By default Xlife will run in a window taking up your entire screen. The -bw option allows you to pass Xlife the width of the borders created by your window manager, for use in the internal window size calculation.
The -geometry option sets the Xlife window size and position as per usual for X applications.
If possible, you should tell your window manager to create Xlife without a title bar; otherwise you will have to use -geometry to set the window's vertical size enough smaller than the default that the title bar doesn't crowd the bottom of the window off the screen.
Each image section is interpreted according to the format letter following its section line #. The format letters are:
A -- Absolute. Each line is interpreted as an absolute (x,y) coordinate pair.
R -- Relative. Each line is interpreted as a relative (x,y) coordinate pair.
P -- Picture. Each line in the section is interpreted as a scan line of a relative image. Each '*' character turns the corresponding bit on. All other characters leave the corresponding bit off.
I -- Include.
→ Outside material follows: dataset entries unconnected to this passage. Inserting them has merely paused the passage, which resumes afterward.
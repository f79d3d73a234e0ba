use serde::{Deserialize, Serialize};

/// Default number of retrieved chunks the backend uses as context.
pub const DEFAULT_TOP_K: u32 = 5;

/// Request body for `POST /chat`
#[derive(Debug, Clone, Serialize, Deserialize, PartialEq)]
pub struct ChatRequest {
    /// The user's message
    pub message: String,
    /// Number of chunks to retrieve
    pub top_k: u32,
    /// Whether the backend should send a `sources` event
    pub include_citations: bool,
    /// Conversation to continue - None starts a new one
    #[serde(skip_serializing_if = "Option::is_none")]
    pub conversation_id: Option<String>,
    /// Previously uploaded attachments to reference
    #[serde(default)]
    pub attachment_ids: Vec<String>,
}

impl ChatRequest {
    /// Create a request that starts a new conversation
    pub fn new(message: impl Into<String>) -> Self {
        Self {
            message: message.into(),
            top_k: DEFAULT_TOP_K,
            include_citations: true,
            conversation_id: None,
            attachment_ids: Vec::new(),
        }
    }

    /// Create a request continuing an existing conversation
    pub fn with_conversation(message: impl Into<String>, conversation_id: impl Into<String>) -> Self {
        Self {
            conversation_id: Some(conversation_id.into()),
            ..Self::new(message)
        }
    }

    pub fn top_k(mut self, top_k: u32) -> Self {
        self.top_k = top_k;
        self
    }

    pub fn include_citations(mut self, include: bool) -> Self {
        self.include_citations = include;
        self
    }

    pub fn attachments(mut self, ids: Vec<String>) -> Self {
        self.attachment_ids = ids;
        self
    }
}
//! SSE payload deserialization structs
//!
//! The wire payload is decoded in two steps: first into `RawEvent` to read
//! the `type` tag, then `data` into the shape that tag requires.

use serde::de::DeserializeOwned;
use serde::Deserialize;
use serde_json::Value;

use super::events::{ChatMeta, SseParseError, StreamEvent};

/// Envelope of every event: `{"type": ..., "data": ...}`
#[derive(Debug, Clone, Deserialize)]
pub(crate) struct RawEvent {
    #[serde(rename = "type")]
    pub event_type: String,
    #[serde(default)]
    pub data: Value,
}

impl RawEvent {
    pub(crate) fn into_event(self) -> Result<StreamEvent, SseParseError> {
        let RawEvent { event_type, data } = self;
        match event_type.as_str() {
            "meta" => decode_data::<ChatMeta>(&event_type, data).map(StreamEvent::Meta),
            "token" => decode_data(&event_type, data).map(StreamEvent::Token),
            "sources" => decode_data(&event_type, data).map(StreamEvent::Sources),
            "error" => decode_data(&event_type, data).map(StreamEvent::Error),
            "done" => Ok(StreamEvent::Done),
            _ => Ok(StreamEvent::Unknown { event_type, data }),
        }
    }
}

fn decode_data<T: DeserializeOwned>(event_type: &str, data: Value) -> Result<T, SseParseError> {
    serde_json::from_value(data).map_err(|e| SseParseError::InvalidPayload {
        event_type: event_type.to_string(),
        reason: e.to_string(),
    })
}

/// Decode one frame's JSON payload into a typed event
pub fn parse_event_payload(payload: &str) -> Result<StreamEvent, SseParseError> {
    let value: Value = serde_json::from_str(payload).map_err(|e| SseParseError::InvalidJson {
        reason: e.to_string(),
    })?;

    let Value::Object(mut object) = value else {
        return Err(SseParseError::InvalidJson {
            reason: "payload is not a JSON object".to_string(),
        });
    };

    let event_type = match object.remove("type") {
        Some(Value::String(t)) => t,
        _ => return Err(SseParseError::MissingType),
    };
    let data = object.remove("data").unwrap_or(Value::Null);

    RawEvent { event_type, data }.into_event()
}

#[cfg(test)]
mod tests {
    use super::*;
    use serde_json::json;

    #[test]
    fn test_parse_meta() {
        let event = parse_event_payload(r#"{"type":"meta","data":{"conversation_id":"c1"}}"#)
            .unwrap();
        assert_eq!(
            event,
            StreamEvent::Meta(ChatMeta {
                conversation_id: Some("c1".to_string())
            })
        );
    }

    #[test]
    fn test_parse_meta_without_conversation_id() {
        let event = parse_event_payload(r#"{"type":"meta","data":{}}"#).unwrap();
        assert_eq!(event, StreamEvent::Meta(ChatMeta::default()));
    }

    #[test]
    fn test_parse_sources() {
        let event = parse_event_payload(
            r#"{"type":"sources","data":[{"source":"a","text":"x","score":0.5},{"source":"b","title":"B","text":"y"}]}"#,
        )
        .unwrap();
        match event {
            StreamEvent::Sources(sources) => {
                assert_eq!(sources.len(), 2);
                assert_eq!(sources[0].score, Some(0.5));
                assert_eq!(sources[1].title.as_deref(), Some("B"));
            }
            other => panic!("Expected Sources event, got {:?}", other),
        }
    }

    #[test]
    fn test_parse_done_with_null_data() {
        assert_eq!(
            parse_event_payload(r#"{"type":"done","data":null}"#).unwrap(),
            StreamEvent::Done
        );
        assert_eq!(
            parse_event_payload(r#"{"type":"done"}"#).unwrap(),
            StreamEvent::Done
        );
    }

    #[test]
    fn test_unknown_type_passes_through() {
        let event = parse_event_payload(r#"{"type":"usage","data":{"tokens":12}}"#).unwrap();
        assert_eq!(
            event,
            StreamEvent::Unknown {
                event_type: "usage".to_string(),
                data: json!({"tokens": 12}),
            }
        );
    }

    #[test]
    fn test_invalid_json() {
        let result = parse_event_payload("{not json}");
        assert!(matches!(result, Err(SseParseError::InvalidJson { .. })));
    }

    #[test]
    fn test_non_object_payload() {
        let result = parse_event_payload("[1,2]");
        assert!(matches!(result, Err(SseParseError::InvalidJson { .. })));
    }

    #[test]
    fn test_missing_type() {
        assert_eq!(
            parse_event_payload(r#"{"data":"x"}"#),
            Err(SseParseError::MissingType)
        );
        assert_eq!(
            parse_event_payload(r#"{"type":7,"data":"x"}"#),
            Err(SseParseError::MissingType)
        );
    }

    #[test]
    fn test_wrong_shape_for_known_type() {
        let result = parse_event_payload(r#"{"type":"token","data":{"token":"x"}}"#);
        match result {
            Err(SseParseError::InvalidPayload { event_type, .. }) => {
                assert_eq!(event_type, "token")
            }
            other => panic!("Expected InvalidPayload, got {:?}", other),
        }
    }

    #[test]
    fn test_trailing_carriage_return_is_whitespace() {
        let event = parse_event_payload("{\"type\":\"token\",\"data\":\"a\"}\r").unwrap();
        assert_eq!(event, StreamEvent::Token("a".to_string()));
    }
}
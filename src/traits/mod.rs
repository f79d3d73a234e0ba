//! Trait abstractions for dependency injection and testability.
//!
//! # Traits
//!
//! - [`HttpClient`] - HTTP client operations (GET, POST, DELETE, multipart, streaming)
//! - [`SseParserTrait`] - Server-Sent Events frame parsing
//! - [`Renderer`] - Markdown to sanitized markup

pub mod http;
pub mod renderer;
pub mod sse;

pub use http::{ByteStream, Headers, HttpClient, HttpError, Response};
pub use renderer::{PlainTextRenderer, Renderer};
pub use sse::SseParserTrait;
A #I line should have whitespace-separated fields after the #I consisting of a pattern name and five optional integer parameters (x, y offsets, rotation, flip, and delay as defined in the document NEWINCLUDE). The named pattern is loaded as if it had been included in the image at this point with the given transformation applied. The offsets, if present, displace the load point of the pattern relative to the current mouse position. The include facility is useful for assembling `sampler' collections of interesting patterns, as well as maintaining structured representations of complex patterns.
B and E -- Pattern blocks. Patterns enclosed by #B <name> and #E lines are skipped when loading a whole file, but may be accessed by adding :<name> to the file name. They are useful for bundling related patterns into the same file. Access is by sequentially skipping lines not in the block, so excessive numbers of blocks in the same file may slow down the loading process. Pattern blocks may not be nested.
Relative image sections are normally drawn with 0,0 on the current mouse position (coordinates may be negative). This may be changed by including a pair of whitespace-separated integers after the format character. If this is done, these will be interpreted as a pair of x and y offsets, and the image section will be drawn with its upper left corner displaced from the cursor position by those offsets. This facility can be used to write image files that will load patterns centered on the cursor.
A leading image section with no header line is treated as though it had a `#A' header. Thus, version 1.00 image files will load properly.
N -- Name This line contains the internal name of the pattern (which may differ from the XXX.life name of the file.
O -- Owner This line contains information on the person who wrote the file, it is written in the form: id "name"@machine date, for example.
#O jb7m "Jon C. R. Bennett"@sushi.andrew.cmu.edu Fri Jan
12 18:25:54 1990
C -- Comment Lines begining with "C" are comments that the user may have automaticaly writen to the save file, and which may be viewed from withen Xlife.
More section formats may be added in the future.